If I paid homage to the person who made it possible, Nikola Tesla's name would certainly be on my lips during the day's earliest hours. Tesla, a Croatian-born Serbian who became an American immigrant in 1884, invented many of the conveniences we still use today.
Advertisement
Tesla's creations, whether FM radio, spark plugs, early computers, fluorescent lights, electrical generators, A/C electricity, remote controls or the Tesla Coil used in TV and radio transmissions, were precursors to many of today's necessities and niceties.
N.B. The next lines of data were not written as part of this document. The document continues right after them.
//! Screen-space tile culling for decals.
//!
//! The viewport is cut into 16x16 pixel tiles. Each tile's view volume is an
//! open pyramid (four side planes) plus a loose view-space AABB; every decal
//! sphere touching both is listed for that tile, up to a fixed cap. The lists
//! are flattened into a `(first, count)` table and one index buffer so the
//! fragment shader only walks the decals that can touch its pixel.

use crate::camera::Camera;
use crate::decals::DecalRaw;
use crate::gpu::{BufferSlot, GpuUpload, RenderError};
use bytemuck::{Pod, Zeroable};
use engine_core::geometry::{
    invert_perspective, pyramid_from_points, sphere_overlaps_aabb, sphere_overlaps_pyramid, unproject, Aabb,
    Pyramid,
};
use glam::{Mat4, Vec3};

/// Tile edge in pixels.
pub const TILE_SIZE: u32 = 16;

/// Decals listed per tile; extras are dropped.
pub const MAX_DECALS_PER_TILE: usize = 100;

/// Slice of the index buffer belonging to one tile.
#[repr(C)]
#[derive(Debug, Clone, Copy, Default, PartialEq, Eq, Pod, Zeroable)]
pub struct TileRange {
    pub first: u32,
    pub count: u32,
}

#[repr(C)]
#[derive(Debug, Clone, Copy, Default, PartialEq, Eq, Pod, Zeroable)]
pub struct TileUniforms {
    pub rows: u32,
    pub cols: u32,
    pub tile_size: u32,
    pub num_decals: u32,
}

/// Per-tile scratch list.
#[derive(Clone, Copy)]
struct TileList {
    count: usize,
    indices: [u32; MAX_DECALS_PER_TILE],
}

impl TileList {
    const EMPTY: Self = Self {
        count: 0,
        indices: [0; MAX_DECALS_PER_TILE],
    };

    /// Returns false once the tile is full.
    fn push(&mut self, index: u32) -> bool {
        if self.count >= MAX_DECALS_PER_TILE {
            return false;
        }
        self.indices[self.count] = index;
        self.count += 1;
        true
    }

    fn as_slice(&self) -> &[u32] {
        &self.indices[..self.count]
    }
}

/// Grid dimensions for a viewport. Partial tiles at the right and bottom
/// edges are not covered.
pub fn tile_grid(width: u32, height: u32) -> (u32, u32) {
    (height / TILE_SIZE, width / TILE_SIZE)
}

/// View-space culling volume of one tile.
///
/// Row 0 is the top of the screen, matching the top-left origin of wgpu's
/// `@builtin(position)`. A shader reading a bottom-left origin such as GL's
/// `gl_FragCoord` must flip the row (`rows - 1 - row`) before the lookup.
pub fn tile_volume(inverse_projection: Mat4, width: u32, height: u32, row: u32, col: u32) -> (Pyramid, Aabb) {
    let (w, h) = (width as f32, height as f32);
    let x0 = (col * TILE_SIZE) as f32;
    let x1 = x0 + TILE_SIZE as f32;
    let y0 = (row * TILE_SIZE) as f32;
    let y1 = y0 + TILE_SIZE as f32;

    let ndc_x = |x: f32| 2.0 * x / w - 1.0;
    let ndc_y = |y: f32| 1.0 - 2.0 * y / h;

    // Bottom-left, bottom-right, top-right, top-left in screen space.
    let quad = [
        (ndc_x(x0), ndc_y(y1)),
        (ndc_x(x1), ndc_y(y1)),
        (ndc_x(x1), ndc_y(y0)),
        (ndc_x(x0), ndc_y(y0)),
    ];

    let mut corners = [Vec3::ZERO; 8];
    for (i, &(x, y)) in quad.iter().enumerate() {
        corners[i] = unproject(inverse_projection, Vec3::new(x, y, -1.0));
        corners[i + 4] = unproject(inverse_projection, Vec3::new(x, y, 1.0));
    }

    let pyramid = pyramid_from_points(&corners);
    let mut aabb = Aabb::from_points(&corners);
    aabb.min.z = f32::NEG_INFINITY;
    aabb.max.z = 0.0;
    (pyramid, aabb)
}

/// Flattened per-tile decal lists for one frame.
#[derive(Debug, Clone, Default)]
pub struct CulledTiles {
    pub rows: u32,
    pub cols: u32,
    /// Row-major, `rows * cols` entries.
    pub ranges: Vec<TileRange>,
    pub indices: Vec<u32>,
}

impl CulledTiles {
    /// Decal indices listed for a tile.
    pub fn tile(&self, row: u32, col: u32) -> &[u32] {
        if row >= self.rows || col >= self.cols {
            return &[];
        }
        let range = self.ranges[(row * self.cols + col) as usize];
        &self.indices[range.first as usize..(range.first + range.count) as usize]
    }
}

/// Assign decals to the tiles of `camera`'s viewport.
pub fn cull_decals(camera: &Camera, decals: &[DecalRaw]) -> CulledTiles {
    let (width, height) = (camera.viewport_width, camera.viewport_height);
    let (rows, cols) = tile_grid(width, height);
    let inverse_projection = invert_perspective(camera.projection_matrix());
    let view = camera.view_matrix();

    let spheres: Vec<(Vec3, f32)> = decals
        .iter()
        .map(|d| (view.transform_point3(d.origin()), d.radius()))
        .collect();

    let mut tiles = vec![TileList::EMPTY; (rows * cols) as usize];
    for row in 0..rows {
        for col in 0..cols {
            let (pyramid, aabb) = tile_volume(inverse_projection, width, height, row, col);
            let tile = &mut tiles[(row * cols + col) as usize];
            for (i, &(center, radius)) in spheres.iter().enumerate() {
                if sphere_overlaps_aabb(center, radius, &aabb)
                    && sphere_overlaps_pyramid(center, radius, &pyramid)
                    && !tile.push(i as u32)
                {
                    break;
                }
            }
        }
    }

    let mut culled = CulledTiles {
        rows,
        cols,
        ranges: Vec::with_capacity(tiles.len()),
        indices: Vec::new(),
    };
    for tile in &tiles {
        culled.ranges.push(TileRange {
            first: culled.indices.len() as u32,
            count: tile.count as u32,
        });
        culled.indices.extend_from_slice(tile.as_slice());
    }
    culled
}

/// Owns the GPU-side tile buffers across frames.
#[derive(Debug, Default)]
pub struct TileCuller {
    dims: Option<(u32, u32)>,
}

impl TileCuller {
    pub fn new() -> Self {
        Self::default()
    }

    /// Grid dimensions the GPU buffers are currently sized for.
    pub fn dims(&self) -> Option<(u32, u32)> {
        self.dims
    }

    /// Cull `decals` for `camera` and upload the tile table, index list and
    /// grid uniforms. Tile buffers are reallocated only when the grid changes.
    pub fn cull_and_upload(
        &mut self,
        camera: &Camera,
        decals: &[DecalRaw],
        gpu: &mut impl GpuUpload,
    ) -> Result<CulledTiles, RenderError> {
        let culled = cull_decals(camera, decals);
        let dims = (culled.rows, culled.cols);

        if self.dims != Some(dims) {
            if self.dims.is_none() {
                gpu.allocate(BufferSlot::TileUniforms, std::mem::size_of::<TileUniforms>());
            }
            let tiles = (dims.0 * dims.1) as usize;
            log::debug!("decal tile grid {}x{} ({} tiles)", dims.0, dims.1, tiles);
            gpu.allocate(BufferSlot::DecalTiles, tiles * std::mem::size_of::<TileRange>());
            gpu.allocate(
                BufferSlot::DecalIndices,
                tiles * MAX_DECALS_PER_TILE * std::mem::size_of::<u32>(),
            );
            self.dims = Some(dims);
        }

        let uniforms = TileUniforms {
            rows: culled.rows,
            cols: culled.cols,
            tile_size: TILE_SIZE,
            num_decals: decals.len() as u32,
        };
        gpu.upload(
            BufferSlot::TileUniforms,
            bytemuck::bytes_of(&uniforms),
            std::mem::size_of::<TileUniforms>() as u32,
        )?;
        gpu.upload(
            BufferSlot::DecalTiles,
            bytemuck::cast_slice(&culled.ranges),
            std::mem::size_of::<TileRange>() as u32,
        )?;
        gpu.upload(
            BufferSlot::DecalIndices,
            bytemuck::cast_slice(&culled.indices),
            std::mem::size_of::<u32>() as u32,
        )?;
        Ok(culled)
    }
}
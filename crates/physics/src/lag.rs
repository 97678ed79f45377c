//! Position history for lag-compensated traces.

use engine_core::{EntityId, Vec3};
use std::collections::VecDeque;

/// About one second of history at the default frame time.
const MAX_SNAPSHOTS: usize = 64;

#[derive(Debug, Clone)]
struct Snapshot {
    time: i64,
    positions: Vec<(EntityId, Vec3)>,
}

/// Ring of per-frame box positions, newest last.
#[derive(Debug, Default)]
pub struct LagHistory {
    snapshots: VecDeque<Snapshot>,
}

impl LagHistory {
    pub fn push(&mut self, time: i64, positions: Vec<(EntityId, Vec3)>) {
        if self.snapshots.len() == MAX_SNAPSHOTS {
            self.snapshots.pop_front();
        }
        self.snapshots.push_back(Snapshot { time, positions });
    }

    /// Positions as they were `time_delta` ms before the newest snapshot.
    ///
    /// Picks the newest snapshot at or before the target time, falling back to
    /// the oldest one when the history is too short.
    pub fn positions_before(&self, time_delta: i64) -> Option<&[(EntityId, Vec3)]> {
        let newest = self.snapshots.back()?;
        let target = newest.time - time_delta;
        let snapshot = self
            .snapshots
            .iter()
            .rev()
            .find(|s| s.time <= target)
            .or_else(|| self.snapshots.front())?;
        Some(&snapshot.positions)
    }

    pub fn len(&self) -> usize {
        self.snapshots.len()
    }

    pub fn is_empty(&self) -> bool {
        self.snapshots.is_empty()
    }
}

#[cfg(test)]
mod tests {
    use super::*;

    fn snap(x: f32) -> Vec<(EntityId, Vec3)> {
        vec![(EntityId(1), Vec3::new(x, 0.0, 0.0))]
    }

    #[test]
    fn picks_snapshot_at_or_before_target() {
        let mut h = LagHistory::default();
        h.push(0, snap(0.0));
        h.push(16, snap(1.0));
        h.push(32, snap(2.0));
        h.push(48, snap(3.0));

        let p = h.positions_before(20).unwrap();
        assert_eq!(p[0].1.x, 1.0);
        let p = h.positions_before(0).unwrap();
        assert_eq!(p[0].1.x, 3.0);
    }

    #[test]
    fn falls_back_to_oldest() {
        let mut h = LagHistory::default();
        h.push(100, snap(5.0));
        h.push(116, snap(6.0));
        assert_eq!(h.positions_before(1000).unwrap()[0].1.x, 5.0);
    }

    #[test]
    fn history_is_bounded() {
        let mut h = LagHistory::default();
        for i in 0..200 {
            h.push(i * 16, snap(i as f32));
        }
        assert_eq!(h.len(), MAX_SNAPSHOTS);
    }
}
As much as Tesla was a genius, he was mentally ill. He didn't like to touch anything dirty or round, and he hated human hair. The actions of his daily life required divisibility by three: He used 18 napkins at each meal, only slept in hotels rooms assigned a number divisible by three and walked three times around a building before entering it [source: Bayne, Tesla Memorial Society]. If Tesla were alive today, he would probably be diagnosed with obsessive-compulsive disorder.
Turns out, the very spark that triggered Tesla's virtuosity may have been borne in mental illness. The same could be said of Italian Renaissance artist Michelangelo or American mathematician John Nash. Michelangelo would probably have been labeled autistic were he alive today; Nash's descent into schizophrenia was chronicled in the film, "A Beautiful Mind" [sources: Davis, PBS].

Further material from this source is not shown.